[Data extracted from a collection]
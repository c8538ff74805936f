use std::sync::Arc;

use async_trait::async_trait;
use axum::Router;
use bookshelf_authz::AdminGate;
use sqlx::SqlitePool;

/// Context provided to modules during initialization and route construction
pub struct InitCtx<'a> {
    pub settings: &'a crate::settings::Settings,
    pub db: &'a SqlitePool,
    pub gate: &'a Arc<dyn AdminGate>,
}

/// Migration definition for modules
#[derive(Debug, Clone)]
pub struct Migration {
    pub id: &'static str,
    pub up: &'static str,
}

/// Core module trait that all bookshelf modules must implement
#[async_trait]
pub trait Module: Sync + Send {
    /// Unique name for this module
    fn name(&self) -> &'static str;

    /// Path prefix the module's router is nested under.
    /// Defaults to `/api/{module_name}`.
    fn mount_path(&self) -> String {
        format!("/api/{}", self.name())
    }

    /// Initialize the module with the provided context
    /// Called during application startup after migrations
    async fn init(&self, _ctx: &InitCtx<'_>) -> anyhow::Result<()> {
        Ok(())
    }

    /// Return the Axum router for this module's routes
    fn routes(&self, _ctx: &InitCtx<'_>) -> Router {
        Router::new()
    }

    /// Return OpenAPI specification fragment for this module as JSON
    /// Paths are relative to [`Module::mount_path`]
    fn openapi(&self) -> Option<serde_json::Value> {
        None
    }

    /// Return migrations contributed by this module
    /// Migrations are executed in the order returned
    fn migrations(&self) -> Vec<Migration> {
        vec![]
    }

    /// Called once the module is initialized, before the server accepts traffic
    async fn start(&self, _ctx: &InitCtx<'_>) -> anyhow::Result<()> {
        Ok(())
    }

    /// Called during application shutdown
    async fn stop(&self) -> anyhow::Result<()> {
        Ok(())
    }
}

==

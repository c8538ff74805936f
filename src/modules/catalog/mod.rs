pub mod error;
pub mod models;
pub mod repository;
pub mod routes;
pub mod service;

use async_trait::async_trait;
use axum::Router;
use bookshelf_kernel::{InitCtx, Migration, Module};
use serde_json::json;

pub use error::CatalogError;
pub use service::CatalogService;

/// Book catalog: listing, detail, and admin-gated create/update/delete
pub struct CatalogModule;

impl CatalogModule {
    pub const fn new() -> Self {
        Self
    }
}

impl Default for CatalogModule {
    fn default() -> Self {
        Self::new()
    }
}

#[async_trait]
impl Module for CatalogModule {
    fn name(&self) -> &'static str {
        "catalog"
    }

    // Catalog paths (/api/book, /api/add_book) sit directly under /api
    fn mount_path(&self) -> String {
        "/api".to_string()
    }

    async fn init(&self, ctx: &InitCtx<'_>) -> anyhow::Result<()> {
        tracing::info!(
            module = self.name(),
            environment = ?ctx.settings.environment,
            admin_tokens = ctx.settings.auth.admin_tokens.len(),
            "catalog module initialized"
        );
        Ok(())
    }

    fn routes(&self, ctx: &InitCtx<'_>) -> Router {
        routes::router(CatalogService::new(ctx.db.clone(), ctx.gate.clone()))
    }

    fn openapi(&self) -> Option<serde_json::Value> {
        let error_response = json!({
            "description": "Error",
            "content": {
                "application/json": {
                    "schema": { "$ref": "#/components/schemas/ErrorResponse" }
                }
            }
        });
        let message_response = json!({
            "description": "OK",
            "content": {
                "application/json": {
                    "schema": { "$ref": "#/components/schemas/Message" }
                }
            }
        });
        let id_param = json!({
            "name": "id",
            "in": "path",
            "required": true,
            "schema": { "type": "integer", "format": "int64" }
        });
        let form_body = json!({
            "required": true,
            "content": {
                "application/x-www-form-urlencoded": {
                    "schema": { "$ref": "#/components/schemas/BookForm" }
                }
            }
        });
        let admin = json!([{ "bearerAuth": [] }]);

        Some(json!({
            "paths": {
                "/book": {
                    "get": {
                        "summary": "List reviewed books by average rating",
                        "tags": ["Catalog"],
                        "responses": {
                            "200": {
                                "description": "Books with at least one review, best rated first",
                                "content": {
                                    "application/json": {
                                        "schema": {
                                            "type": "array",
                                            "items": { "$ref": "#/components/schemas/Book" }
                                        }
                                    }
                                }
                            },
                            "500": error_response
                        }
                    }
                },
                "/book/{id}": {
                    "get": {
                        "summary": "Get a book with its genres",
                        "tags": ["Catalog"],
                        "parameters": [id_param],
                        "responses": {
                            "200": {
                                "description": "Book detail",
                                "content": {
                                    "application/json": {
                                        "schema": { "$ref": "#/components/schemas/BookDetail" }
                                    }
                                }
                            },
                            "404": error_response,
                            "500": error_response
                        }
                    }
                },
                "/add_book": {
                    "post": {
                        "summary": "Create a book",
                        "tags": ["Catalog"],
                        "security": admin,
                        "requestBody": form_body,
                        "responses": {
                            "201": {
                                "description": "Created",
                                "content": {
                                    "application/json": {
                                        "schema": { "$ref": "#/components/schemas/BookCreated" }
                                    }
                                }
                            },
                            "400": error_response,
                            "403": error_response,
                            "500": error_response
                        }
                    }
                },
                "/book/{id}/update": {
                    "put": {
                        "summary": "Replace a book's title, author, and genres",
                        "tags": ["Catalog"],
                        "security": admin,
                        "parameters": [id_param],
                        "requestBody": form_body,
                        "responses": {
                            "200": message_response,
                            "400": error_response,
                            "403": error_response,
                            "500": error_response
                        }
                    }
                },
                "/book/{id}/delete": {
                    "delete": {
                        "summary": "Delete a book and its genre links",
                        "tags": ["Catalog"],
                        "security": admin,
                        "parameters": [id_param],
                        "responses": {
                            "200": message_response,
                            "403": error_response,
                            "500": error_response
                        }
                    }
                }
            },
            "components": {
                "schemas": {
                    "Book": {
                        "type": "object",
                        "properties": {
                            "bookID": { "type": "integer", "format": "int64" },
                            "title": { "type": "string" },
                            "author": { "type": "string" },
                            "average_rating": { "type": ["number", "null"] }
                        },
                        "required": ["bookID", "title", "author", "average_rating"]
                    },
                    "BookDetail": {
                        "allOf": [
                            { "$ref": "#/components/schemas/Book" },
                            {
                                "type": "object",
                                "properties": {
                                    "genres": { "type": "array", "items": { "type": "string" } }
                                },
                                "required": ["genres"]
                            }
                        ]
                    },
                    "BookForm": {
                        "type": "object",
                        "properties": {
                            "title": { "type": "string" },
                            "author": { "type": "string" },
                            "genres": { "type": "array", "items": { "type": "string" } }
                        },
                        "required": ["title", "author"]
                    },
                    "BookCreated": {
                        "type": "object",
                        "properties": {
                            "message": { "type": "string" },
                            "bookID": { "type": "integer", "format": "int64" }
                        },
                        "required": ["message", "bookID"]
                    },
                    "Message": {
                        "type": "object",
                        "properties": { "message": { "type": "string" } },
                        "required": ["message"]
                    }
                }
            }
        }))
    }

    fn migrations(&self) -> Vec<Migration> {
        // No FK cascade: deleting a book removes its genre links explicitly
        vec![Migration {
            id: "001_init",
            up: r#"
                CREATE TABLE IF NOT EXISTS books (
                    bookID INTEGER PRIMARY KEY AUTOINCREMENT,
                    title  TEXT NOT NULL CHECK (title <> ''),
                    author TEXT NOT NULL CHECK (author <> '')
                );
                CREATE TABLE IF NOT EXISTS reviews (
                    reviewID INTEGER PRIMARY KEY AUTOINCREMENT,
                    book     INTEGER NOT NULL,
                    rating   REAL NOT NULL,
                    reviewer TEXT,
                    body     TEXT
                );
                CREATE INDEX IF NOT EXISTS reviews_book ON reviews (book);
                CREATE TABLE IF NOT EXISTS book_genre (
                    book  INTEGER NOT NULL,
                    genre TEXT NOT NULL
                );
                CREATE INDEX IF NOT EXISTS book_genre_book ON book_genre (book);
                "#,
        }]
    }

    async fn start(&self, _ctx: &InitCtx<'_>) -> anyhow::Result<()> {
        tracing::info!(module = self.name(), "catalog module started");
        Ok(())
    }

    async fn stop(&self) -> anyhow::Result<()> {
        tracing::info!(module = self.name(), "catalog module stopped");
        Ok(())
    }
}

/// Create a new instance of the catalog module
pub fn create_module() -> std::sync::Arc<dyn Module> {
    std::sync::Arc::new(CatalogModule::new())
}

Exercise aim: Only a number is needed here: how many lines of the data include the word "EXISTS"?

Solution to this problem: 5